**About this task:**
List the lines of this listing that hold the word "invocation".

+ + +

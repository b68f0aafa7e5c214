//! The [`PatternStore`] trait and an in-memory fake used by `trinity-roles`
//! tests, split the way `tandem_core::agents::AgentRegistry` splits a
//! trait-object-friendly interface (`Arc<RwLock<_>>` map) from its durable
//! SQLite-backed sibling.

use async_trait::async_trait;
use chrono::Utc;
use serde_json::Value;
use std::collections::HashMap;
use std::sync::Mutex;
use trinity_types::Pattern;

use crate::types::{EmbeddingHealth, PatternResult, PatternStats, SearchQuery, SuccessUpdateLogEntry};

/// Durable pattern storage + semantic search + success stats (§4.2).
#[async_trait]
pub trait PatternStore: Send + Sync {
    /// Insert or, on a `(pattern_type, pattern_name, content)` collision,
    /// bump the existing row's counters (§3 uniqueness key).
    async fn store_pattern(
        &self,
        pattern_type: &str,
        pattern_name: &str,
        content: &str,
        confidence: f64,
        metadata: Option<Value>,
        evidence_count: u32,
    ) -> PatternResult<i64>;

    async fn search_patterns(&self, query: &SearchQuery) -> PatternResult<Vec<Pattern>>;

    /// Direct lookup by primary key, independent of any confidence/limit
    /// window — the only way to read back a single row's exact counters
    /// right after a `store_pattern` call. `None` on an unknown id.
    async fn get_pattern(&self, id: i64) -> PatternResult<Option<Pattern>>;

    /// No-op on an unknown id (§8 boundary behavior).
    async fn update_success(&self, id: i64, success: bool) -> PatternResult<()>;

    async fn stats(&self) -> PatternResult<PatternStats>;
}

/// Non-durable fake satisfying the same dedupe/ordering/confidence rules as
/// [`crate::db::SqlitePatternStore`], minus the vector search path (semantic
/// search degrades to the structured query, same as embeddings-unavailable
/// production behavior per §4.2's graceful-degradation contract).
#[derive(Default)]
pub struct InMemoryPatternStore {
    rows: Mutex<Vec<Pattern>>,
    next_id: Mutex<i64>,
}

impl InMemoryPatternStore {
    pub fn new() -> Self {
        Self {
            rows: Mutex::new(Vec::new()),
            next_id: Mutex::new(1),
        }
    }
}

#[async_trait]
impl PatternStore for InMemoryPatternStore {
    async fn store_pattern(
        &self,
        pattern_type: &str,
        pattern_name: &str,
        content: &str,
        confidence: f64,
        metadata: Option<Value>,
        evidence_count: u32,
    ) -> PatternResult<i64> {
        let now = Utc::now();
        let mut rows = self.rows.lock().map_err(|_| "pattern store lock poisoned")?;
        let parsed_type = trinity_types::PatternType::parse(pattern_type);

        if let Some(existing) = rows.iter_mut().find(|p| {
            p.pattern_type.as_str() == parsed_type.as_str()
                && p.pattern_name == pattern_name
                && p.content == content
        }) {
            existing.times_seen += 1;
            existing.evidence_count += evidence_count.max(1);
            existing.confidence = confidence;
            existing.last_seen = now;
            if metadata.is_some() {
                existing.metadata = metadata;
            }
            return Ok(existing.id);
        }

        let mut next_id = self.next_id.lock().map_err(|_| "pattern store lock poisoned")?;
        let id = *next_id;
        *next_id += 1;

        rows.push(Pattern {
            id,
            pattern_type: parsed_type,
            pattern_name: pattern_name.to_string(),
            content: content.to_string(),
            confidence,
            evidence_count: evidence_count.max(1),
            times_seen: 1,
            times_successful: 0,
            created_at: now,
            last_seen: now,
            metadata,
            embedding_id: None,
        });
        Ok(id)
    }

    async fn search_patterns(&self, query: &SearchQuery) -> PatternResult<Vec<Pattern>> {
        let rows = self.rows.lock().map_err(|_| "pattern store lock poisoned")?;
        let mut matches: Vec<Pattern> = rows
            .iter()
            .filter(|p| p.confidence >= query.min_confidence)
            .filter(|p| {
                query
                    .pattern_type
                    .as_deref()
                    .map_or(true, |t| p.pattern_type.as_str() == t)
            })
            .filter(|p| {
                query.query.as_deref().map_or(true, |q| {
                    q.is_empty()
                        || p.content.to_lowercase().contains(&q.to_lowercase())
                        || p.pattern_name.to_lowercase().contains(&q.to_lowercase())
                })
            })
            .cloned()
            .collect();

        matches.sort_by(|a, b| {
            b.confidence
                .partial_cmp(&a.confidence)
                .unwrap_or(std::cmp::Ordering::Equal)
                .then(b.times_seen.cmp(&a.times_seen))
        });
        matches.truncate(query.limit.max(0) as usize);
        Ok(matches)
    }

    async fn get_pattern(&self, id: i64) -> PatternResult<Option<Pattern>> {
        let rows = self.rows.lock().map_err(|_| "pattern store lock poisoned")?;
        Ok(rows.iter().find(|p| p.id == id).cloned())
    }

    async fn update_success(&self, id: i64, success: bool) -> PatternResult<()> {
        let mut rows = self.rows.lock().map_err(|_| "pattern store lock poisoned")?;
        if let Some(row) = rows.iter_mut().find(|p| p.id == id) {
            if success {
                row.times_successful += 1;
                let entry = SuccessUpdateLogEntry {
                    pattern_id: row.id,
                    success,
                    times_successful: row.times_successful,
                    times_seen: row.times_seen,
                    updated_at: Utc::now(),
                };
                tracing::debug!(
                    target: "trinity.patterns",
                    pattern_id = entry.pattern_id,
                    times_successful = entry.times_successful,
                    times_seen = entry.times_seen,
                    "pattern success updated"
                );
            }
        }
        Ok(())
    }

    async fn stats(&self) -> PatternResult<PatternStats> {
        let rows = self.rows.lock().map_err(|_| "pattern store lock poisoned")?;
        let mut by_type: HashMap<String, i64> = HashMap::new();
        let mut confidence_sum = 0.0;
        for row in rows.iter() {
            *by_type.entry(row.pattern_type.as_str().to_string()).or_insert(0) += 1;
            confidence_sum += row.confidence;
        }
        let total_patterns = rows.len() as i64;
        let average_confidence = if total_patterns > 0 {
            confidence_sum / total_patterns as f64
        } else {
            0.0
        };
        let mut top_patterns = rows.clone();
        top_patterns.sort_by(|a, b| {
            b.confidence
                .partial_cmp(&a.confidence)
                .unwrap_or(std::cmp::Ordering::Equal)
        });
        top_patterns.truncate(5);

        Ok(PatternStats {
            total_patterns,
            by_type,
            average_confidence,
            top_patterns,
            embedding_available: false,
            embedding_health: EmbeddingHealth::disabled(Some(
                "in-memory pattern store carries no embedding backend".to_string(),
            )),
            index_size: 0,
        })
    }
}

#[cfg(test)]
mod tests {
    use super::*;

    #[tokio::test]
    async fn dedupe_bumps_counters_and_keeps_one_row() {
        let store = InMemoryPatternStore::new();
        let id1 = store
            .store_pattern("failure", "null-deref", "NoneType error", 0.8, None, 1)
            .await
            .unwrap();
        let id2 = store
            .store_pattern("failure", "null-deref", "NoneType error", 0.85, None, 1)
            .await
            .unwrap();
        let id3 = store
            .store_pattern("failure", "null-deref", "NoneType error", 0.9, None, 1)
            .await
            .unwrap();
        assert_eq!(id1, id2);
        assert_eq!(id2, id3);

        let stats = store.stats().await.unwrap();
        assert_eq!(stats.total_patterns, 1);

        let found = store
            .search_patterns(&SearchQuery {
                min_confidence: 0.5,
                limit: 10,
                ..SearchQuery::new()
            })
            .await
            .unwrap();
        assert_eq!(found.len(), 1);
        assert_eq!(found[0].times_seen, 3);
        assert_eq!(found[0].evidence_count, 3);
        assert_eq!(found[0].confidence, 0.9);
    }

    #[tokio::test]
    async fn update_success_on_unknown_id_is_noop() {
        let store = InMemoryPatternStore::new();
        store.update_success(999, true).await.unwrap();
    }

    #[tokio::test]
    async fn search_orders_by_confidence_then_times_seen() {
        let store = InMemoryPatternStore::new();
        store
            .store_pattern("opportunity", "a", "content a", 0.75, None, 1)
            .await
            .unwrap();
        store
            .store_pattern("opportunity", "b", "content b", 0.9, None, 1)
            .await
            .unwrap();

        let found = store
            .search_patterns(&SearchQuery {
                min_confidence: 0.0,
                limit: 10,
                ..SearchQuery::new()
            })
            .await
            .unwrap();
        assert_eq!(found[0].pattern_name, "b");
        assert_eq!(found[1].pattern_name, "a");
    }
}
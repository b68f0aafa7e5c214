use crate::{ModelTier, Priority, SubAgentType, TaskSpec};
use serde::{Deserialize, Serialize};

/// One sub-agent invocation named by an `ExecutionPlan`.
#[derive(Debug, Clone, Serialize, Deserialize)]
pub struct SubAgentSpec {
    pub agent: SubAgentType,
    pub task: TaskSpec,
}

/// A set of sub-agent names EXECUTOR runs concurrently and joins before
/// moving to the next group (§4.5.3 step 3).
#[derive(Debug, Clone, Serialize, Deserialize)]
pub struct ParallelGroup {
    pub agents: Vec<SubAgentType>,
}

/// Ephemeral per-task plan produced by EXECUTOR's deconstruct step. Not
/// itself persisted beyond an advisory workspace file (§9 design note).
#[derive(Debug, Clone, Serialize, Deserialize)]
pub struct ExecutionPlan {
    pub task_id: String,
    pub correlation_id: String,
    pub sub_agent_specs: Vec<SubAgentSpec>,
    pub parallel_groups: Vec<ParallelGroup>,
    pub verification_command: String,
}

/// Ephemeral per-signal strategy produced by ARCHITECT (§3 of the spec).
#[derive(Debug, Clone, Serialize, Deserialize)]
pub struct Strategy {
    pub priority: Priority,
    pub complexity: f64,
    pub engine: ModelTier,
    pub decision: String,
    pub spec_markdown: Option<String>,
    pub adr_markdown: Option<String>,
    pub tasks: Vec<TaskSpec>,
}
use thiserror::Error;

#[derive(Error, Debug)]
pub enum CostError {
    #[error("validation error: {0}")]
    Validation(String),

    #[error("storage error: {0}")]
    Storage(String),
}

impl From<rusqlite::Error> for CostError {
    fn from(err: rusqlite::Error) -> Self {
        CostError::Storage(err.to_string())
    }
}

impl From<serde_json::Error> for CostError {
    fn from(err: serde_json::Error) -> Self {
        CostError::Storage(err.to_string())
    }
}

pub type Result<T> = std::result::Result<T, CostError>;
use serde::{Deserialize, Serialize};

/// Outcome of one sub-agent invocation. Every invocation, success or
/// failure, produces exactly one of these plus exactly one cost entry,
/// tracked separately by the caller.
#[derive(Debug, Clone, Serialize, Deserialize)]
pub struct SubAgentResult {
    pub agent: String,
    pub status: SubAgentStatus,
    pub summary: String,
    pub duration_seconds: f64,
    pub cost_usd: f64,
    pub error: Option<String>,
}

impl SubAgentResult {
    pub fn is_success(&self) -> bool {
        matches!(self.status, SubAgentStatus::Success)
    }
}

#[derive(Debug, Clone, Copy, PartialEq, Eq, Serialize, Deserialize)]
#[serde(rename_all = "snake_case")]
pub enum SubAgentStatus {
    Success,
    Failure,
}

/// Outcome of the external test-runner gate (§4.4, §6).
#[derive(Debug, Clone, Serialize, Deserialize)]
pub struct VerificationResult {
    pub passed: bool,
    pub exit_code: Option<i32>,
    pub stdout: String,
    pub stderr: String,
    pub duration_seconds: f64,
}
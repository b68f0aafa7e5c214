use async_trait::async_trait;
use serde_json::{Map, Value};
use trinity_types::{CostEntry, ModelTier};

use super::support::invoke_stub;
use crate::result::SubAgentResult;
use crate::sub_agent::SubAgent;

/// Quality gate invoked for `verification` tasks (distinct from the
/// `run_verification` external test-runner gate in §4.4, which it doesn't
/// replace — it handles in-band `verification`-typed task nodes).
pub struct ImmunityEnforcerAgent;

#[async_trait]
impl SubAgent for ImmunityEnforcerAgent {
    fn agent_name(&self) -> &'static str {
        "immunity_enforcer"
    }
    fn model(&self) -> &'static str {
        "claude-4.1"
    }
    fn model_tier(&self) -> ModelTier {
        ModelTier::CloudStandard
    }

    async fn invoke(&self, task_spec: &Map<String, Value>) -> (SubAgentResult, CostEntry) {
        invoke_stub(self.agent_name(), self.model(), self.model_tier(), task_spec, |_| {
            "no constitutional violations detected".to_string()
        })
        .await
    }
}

+ + +

**Reply to the task:**
/// One sub-agent invocation named by an `ExecutionPlan`.
/// Outcome of one sub-agent invocation. Every invocation, success or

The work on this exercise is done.